But is it possible, looking forward to new conditions of society, now approaching like a long-delayed spring, to foresee a remedy? Can the woman of the future belong to herself? What are her natural disabilities, and to what extent are they modifiable by new arrangements of social and domestic life? Must she be content for the future with that dependence on the individual man which has been her fate in the past; or, on the other hand, can she take up her economic and social position in society and work therein for her own maintenance as free from considerations of her sex as a man can? These are the questions which must be faced when united womanhood begins to formulate their wants and to realise their power.

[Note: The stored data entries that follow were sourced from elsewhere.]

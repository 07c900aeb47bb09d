// Content collections (blog posts, testimonials) and reading-time estimates.
// Collections are loaded once at startup and queried read-only.

pub mod frontmatter;
pub mod handlers;
pub mod loader;
pub mod reading_time;
pub mod schema;

use std::path::Path;

use tracing::info;

pub use loader::ContentError;
use schema::{BlogPostData, Entry, TestimonialCategory, TestimonialData};

pub type BlogPost = Entry<BlogPostData>;
pub type Testimonial = Entry<TestimonialData>;

/// Filter state of the blog listing.
#[derive(Debug, Clone, Default, PartialEq)]
pub struct PostFilter {
    pub tag: Option<String>,
    pub featured_only: bool,
}

#[derive(Debug, Clone, Default)]
pub struct Collections {
    /// Newest first.
    posts: Vec<BlogPost>,
    /// By `order`, then name.
    testimonials: Vec<Testimonial>,
}

impl Collections {
    pub fn new(mut posts: Vec<BlogPost>, mut testimonials: Vec<Testimonial>) -> Self {
        posts.sort_by(|a, b| {
            b.data
                .pub_date
                .cmp(&a.data.pub_date)
                .then_with(|| a.slug.cmp(&b.slug))
        });
        testimonials.sort_by(|a, b| {
            a.data
                .order
                .total_cmp(&b.data.order)
                .then_with(|| a.data.name.cmp(&b.data.name))
        });
        Self {
            posts,
            testimonials,
        }
    }

    /// Loads `<content_dir>/blog` and `<content_dir>/testimonials`.
    pub fn load(content_dir: &Path) -> Result<Self, ContentError> {
        let posts = loader::load_collection(&content_dir.join("blog"))?;
        let testimonials = loader::load_collection(&content_dir.join("testimonials"))?;
        let collections = Self::new(posts, testimonials);
        info!(
            "Loaded {} blog posts ({} published) and {} testimonials",
            collections.posts.len(),
            collections.published_posts().count(),
            collections.testimonials.len()
        );
        Ok(collections)
    }

    pub fn published_posts(&self) -> impl Iterator<Item = &BlogPost> {
        self.posts.iter().filter(|p| !p.data.draft)
    }

    pub fn filter_posts(&self, filter: &PostFilter) -> Vec<&BlogPost> {
        self.published_posts()
            .filter(|p| !filter.featured_only || p.data.featured)
            .filter(|p| match &filter.tag {
                Some(tag) => p.data.tags.iter().any(|t| t == tag),
                None => true,
            })
            .collect()
    }

    /// Tags across published posts, sorted and deduplicated.
    pub fn tags(&self) -> Vec<&str> {
        let mut tags: Vec<&str> = self
            .published_posts()
            .flat_map(|p| p.data.tags.iter().map(String::as_str))
            .collect();
        tags.sort_unstable();
        tags.dedup();
        tags
    }

    /// Looks up a published post; drafts are never served.
    pub fn post(&self, slug: &str) -> Option<&BlogPost> {
        self.published_posts().find(|p| p.slug == slug)
    }

    pub fn testimonials(&self, category: Option<TestimonialCategory>) -> Vec<&Testimonial> {
        self.testimonials
            .iter()
            .filter(|t| category.map_or(true, |c| t.data.category == c))
            .collect()
    }

    pub fn featured_testimonials(
        &self,
        category: Option<TestimonialCategory>,
    ) -> Vec<&Testimonial> {
        self.testimonials(category)
            .into_iter()
            .filter(|t| t.data.featured)
            .collect()
    }
}

/// One-based page of `items`, and the total page count (at least one).
pub fn paginate<T>(items: &[T], page: usize, per_page: usize) -> (&[T], usize) {
    let per_page = per_page.max(1);
    let total_pages = items.len().div_ceil(per_page).max(1);
    let start = page.saturating_sub(1).saturating_mul(per_page);
    if start >= items.len() {
        return (&[], total_pages);
    }
    let end = (start + per_page).min(items.len());
    (&items[start..end], total_pages)
}

#[cfg(test)]
mod tests {
    use super::*;
    use crate::test_helpers::{post, testimonial};

    fn collections() -> Collections {
        Collections::new(
            vec![
                post("older", "2023-01-01", &["radio"], false, false),
                post("newest", "2024-06-01", &["security", "radio"], true, false),
                post("draft", "2024-07-01", &["security"], true, true),
                post("middle", "2024-01-01", &["security"], false, false),
            ],
            vec![
                testimonial("Zed", TestimonialCategory::Community, 1.0, false),
                testimonial("Amy", TestimonialCategory::Professional, 1.0, true),
                testimonial("Bob", TestimonialCategory::Professional, 0.0, false),
            ],
        )
    }

    fn slugs(posts: &[&BlogPost]) -> Vec<String> {
        posts.iter().map(|p| p.slug.clone()).collect()
    }

    #[test]
    fn test_published_posts_newest_first_without_drafts() {
        let c = collections();
        let all: Vec<_> = c.published_posts().collect();
        assert_eq!(slugs(&all), vec!["newest", "middle", "older"]);
    }

    #[test]
    fn test_filter_by_tag_and_featured() {
        let c = collections();
        let by_tag = c.filter_posts(&PostFilter {
            tag: Some("security".into()),
            featured_only: false,
        });
        assert_eq!(slugs(&by_tag), vec!["newest", "middle"]);

        let featured_radio = c.filter_posts(&PostFilter {
            tag: Some("radio".into()),
            featured_only: true,
        });
        assert_eq!(slugs(&featured_radio), vec!["newest"]);
    }

    #[test]
    fn test_tags_are_unique_and_sorted() {
        assert_eq!(collections().tags(), vec!["radio", "security"]);
    }

    #[test]
    fn test_drafts_are_not_found_by_slug() {
        let c = collections();
        assert!(c.post("draft").is_none());
        assert_eq!(c.post("middle").unwrap().data.title, "Post middle");
    }

    #[test]
    fn test_testimonials_ordered_and_filtered() {
        let c = collections();
        let names: Vec<_> = c
            .testimonials(None)
            .iter()
            .map(|t| t.data.name.clone())
            .collect();
        assert_eq!(names, vec!["Bob", "Amy", "Zed"]);

        let professional = c.testimonials(Some(TestimonialCategory::Professional));
        assert_eq!(professional.len(), 2);
        assert_eq!(c.featured_testimonials(None)[0].data.name, "Amy");
        assert!(c
            .featured_testimonials(Some(TestimonialCategory::Community))
            .is_empty());
    }

    #[test]
    fn test_fractional_order_sorts_between_whole_numbers() {
        let c = Collections::new(
            vec![],
            vec![
                testimonial("Late", TestimonialCategory::Personal, 2.0, false),
                testimonial("Half", TestimonialCategory::Personal, 1.5, false),
                testimonial("First", TestimonialCategory::Personal, 1.0, false),
            ],
        );
        let names: Vec<_> = c
            .testimonials(None)
            .iter()
            .map(|t| t.data.name.as_str())
            .collect();
        assert_eq!(names, vec!["First", "Half", "Late"]);
    }

    #[test]
    fn test_paginate() {
        let items = [1, 2, 3, 4, 5];
        assert_eq!(paginate(&items, 1, 2), (&[1, 2][..], 3));
        assert_eq!(paginate(&items, 3, 2), (&[5][..], 3));
        assert_eq!(paginate(&items, 4, 2).0.len(), 0);
        assert_eq!(paginate::<i32>(&[], 1, 10), (&[][..], 1));
        assert_eq!(paginate(&items, 0, 2).0, &[1, 2]);
    }
}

It is almost idle in the present transition to speculate as to what women should or should not be, or the work they should or should not do. Women do not yet know what they want. All that can be done is to note the changes that are taking place, for we cannot, even do we wish, now change the revolutionary forces. We must seek to understand their causes, so that we may be able to direct them in the future in such ways as will tend to the greater solidarity and happiness of women and men.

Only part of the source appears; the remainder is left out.